[TASK DETAILS] Your answer should consist of all lines in the listing that hold the word "handle".

PROVIDED ENTRIES Block Start

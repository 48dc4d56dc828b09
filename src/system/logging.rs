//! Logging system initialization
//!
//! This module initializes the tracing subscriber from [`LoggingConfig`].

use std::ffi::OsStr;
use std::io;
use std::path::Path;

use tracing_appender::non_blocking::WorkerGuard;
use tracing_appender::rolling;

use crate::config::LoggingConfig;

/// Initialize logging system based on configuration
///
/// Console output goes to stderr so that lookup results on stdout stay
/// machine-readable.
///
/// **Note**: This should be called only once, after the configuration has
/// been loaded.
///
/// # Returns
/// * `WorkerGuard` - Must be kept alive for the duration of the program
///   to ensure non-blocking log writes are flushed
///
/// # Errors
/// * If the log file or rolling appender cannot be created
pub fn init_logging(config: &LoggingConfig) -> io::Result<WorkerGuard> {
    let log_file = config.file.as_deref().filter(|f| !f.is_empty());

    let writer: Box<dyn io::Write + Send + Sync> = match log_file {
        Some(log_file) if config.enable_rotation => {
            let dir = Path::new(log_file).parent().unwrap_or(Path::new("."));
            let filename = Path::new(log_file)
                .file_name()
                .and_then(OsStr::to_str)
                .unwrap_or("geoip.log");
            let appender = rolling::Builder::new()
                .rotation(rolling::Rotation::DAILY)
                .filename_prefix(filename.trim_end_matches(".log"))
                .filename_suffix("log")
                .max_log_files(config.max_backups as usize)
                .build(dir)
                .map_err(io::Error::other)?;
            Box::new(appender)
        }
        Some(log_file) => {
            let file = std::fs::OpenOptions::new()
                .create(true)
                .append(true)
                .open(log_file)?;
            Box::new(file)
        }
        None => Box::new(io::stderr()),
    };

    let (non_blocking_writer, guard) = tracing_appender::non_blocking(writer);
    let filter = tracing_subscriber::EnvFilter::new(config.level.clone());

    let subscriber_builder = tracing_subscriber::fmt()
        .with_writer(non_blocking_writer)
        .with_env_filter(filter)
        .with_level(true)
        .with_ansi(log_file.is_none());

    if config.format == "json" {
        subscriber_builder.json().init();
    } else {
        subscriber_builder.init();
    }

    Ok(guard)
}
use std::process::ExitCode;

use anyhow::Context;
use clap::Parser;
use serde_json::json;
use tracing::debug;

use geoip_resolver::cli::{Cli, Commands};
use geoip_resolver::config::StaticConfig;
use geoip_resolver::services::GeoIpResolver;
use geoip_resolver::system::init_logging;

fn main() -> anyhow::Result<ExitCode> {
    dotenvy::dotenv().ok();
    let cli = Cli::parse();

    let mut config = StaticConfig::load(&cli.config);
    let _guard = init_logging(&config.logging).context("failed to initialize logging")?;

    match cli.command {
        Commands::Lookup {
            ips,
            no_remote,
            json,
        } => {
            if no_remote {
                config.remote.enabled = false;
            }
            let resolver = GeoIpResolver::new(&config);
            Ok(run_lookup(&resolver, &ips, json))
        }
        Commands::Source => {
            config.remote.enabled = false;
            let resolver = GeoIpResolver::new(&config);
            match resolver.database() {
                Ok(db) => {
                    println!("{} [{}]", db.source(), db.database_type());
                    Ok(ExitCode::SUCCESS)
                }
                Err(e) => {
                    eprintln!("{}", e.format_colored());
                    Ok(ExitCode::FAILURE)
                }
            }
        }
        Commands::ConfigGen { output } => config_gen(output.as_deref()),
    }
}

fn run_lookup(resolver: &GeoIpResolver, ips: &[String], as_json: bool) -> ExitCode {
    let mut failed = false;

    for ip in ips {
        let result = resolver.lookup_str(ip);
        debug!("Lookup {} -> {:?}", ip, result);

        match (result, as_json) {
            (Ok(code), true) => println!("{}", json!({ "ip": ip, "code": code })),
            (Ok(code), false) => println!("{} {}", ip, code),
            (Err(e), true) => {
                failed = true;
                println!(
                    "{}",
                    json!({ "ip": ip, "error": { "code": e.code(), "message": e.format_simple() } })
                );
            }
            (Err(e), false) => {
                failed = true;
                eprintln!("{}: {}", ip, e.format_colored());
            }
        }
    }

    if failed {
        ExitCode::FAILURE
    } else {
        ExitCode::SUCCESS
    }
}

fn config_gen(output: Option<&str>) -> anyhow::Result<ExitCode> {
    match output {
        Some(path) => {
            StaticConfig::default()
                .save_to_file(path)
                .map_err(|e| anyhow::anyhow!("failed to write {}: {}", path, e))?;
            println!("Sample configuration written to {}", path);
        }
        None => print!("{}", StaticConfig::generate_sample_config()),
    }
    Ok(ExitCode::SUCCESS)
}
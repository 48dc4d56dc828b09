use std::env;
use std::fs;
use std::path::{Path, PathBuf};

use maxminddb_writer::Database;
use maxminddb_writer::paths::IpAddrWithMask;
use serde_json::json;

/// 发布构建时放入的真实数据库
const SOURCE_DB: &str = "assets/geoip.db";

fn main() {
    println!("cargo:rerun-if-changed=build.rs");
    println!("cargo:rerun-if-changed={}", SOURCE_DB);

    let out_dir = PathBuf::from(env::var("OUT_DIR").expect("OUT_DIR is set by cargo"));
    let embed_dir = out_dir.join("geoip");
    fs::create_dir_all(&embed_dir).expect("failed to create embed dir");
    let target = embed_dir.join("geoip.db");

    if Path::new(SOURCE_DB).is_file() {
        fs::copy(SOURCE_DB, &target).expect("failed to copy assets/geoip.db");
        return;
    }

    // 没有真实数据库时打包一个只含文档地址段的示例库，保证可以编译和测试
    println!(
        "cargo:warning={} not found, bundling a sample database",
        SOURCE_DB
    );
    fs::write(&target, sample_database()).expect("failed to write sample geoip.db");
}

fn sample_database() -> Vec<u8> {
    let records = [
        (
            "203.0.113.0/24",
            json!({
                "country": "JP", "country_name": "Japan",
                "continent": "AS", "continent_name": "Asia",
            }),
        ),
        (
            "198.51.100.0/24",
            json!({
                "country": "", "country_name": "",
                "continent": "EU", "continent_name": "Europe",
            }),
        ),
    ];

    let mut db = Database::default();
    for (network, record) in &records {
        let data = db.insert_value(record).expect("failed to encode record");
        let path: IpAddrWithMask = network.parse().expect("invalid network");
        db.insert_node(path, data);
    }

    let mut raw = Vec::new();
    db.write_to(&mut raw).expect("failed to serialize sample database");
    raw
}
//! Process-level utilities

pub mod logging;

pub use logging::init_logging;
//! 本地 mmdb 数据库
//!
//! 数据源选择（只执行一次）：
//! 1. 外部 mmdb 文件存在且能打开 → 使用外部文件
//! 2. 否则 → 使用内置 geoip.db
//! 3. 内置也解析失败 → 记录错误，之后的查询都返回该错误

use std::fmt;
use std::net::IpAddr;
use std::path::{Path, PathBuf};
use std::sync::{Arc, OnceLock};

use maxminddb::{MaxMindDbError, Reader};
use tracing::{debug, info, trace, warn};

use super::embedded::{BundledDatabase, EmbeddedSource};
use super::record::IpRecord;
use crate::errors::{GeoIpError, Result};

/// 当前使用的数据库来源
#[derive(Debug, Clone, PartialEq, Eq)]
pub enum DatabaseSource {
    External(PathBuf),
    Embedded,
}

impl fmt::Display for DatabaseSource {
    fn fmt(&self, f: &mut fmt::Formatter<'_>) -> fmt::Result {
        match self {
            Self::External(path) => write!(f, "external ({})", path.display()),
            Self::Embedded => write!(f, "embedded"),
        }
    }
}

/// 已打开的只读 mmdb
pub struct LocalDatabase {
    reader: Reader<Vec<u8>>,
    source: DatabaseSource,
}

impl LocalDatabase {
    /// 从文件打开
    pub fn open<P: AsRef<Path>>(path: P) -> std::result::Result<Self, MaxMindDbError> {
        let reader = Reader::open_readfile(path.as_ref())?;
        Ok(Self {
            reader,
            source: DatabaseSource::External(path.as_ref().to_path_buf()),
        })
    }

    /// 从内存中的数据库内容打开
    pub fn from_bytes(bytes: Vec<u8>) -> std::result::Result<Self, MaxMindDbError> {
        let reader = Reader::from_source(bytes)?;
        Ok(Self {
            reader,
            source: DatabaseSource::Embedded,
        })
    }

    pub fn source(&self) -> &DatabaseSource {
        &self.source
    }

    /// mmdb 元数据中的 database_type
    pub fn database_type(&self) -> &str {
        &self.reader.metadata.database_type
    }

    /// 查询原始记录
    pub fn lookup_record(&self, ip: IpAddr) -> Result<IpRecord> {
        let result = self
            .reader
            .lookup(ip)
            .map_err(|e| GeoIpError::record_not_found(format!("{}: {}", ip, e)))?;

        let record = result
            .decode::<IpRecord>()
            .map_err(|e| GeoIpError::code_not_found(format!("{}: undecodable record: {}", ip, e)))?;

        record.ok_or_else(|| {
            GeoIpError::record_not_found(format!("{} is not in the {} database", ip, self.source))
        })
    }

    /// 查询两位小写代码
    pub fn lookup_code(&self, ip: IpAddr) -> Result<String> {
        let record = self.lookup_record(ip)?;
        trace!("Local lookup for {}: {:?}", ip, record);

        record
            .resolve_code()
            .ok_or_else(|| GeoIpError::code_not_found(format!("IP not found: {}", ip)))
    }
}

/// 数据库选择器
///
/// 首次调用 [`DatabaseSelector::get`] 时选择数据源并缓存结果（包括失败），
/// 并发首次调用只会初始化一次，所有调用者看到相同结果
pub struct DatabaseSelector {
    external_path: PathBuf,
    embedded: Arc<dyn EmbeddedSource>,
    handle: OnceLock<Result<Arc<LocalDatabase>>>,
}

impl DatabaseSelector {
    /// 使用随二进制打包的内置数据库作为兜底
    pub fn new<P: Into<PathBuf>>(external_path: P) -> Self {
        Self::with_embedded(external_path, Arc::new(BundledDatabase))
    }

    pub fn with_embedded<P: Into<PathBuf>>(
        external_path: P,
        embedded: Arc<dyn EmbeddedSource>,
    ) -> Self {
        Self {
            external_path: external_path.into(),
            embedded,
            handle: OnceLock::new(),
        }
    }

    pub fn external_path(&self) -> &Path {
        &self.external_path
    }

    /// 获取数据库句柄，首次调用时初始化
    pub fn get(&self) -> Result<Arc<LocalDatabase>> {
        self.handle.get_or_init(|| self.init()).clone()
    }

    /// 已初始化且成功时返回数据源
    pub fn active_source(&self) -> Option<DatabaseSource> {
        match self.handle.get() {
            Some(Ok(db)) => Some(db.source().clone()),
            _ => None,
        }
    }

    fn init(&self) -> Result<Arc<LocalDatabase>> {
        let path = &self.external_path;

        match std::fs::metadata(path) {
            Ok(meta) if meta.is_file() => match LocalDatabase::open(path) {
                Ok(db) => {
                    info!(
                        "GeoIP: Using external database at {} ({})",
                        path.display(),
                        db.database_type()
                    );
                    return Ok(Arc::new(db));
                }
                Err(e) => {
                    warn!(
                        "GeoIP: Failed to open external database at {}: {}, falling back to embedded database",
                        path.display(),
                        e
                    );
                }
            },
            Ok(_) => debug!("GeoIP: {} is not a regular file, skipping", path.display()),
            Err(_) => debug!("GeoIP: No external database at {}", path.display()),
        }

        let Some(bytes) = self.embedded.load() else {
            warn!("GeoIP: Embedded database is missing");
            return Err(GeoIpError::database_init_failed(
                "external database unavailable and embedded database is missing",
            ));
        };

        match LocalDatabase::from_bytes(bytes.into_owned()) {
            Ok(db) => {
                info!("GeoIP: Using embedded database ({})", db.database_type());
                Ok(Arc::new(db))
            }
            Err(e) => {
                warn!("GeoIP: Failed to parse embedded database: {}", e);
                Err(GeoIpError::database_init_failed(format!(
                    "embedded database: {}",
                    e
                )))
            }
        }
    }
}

PROVIDED ENTRIES Block End

[SOLUTION]
    handle: OnceLock<Result<Arc<LocalDatabase>>>,
            handle: OnceLock::new(),
        self.handle.get_or_init(|| self.init()).clone()
        match self.handle.get() {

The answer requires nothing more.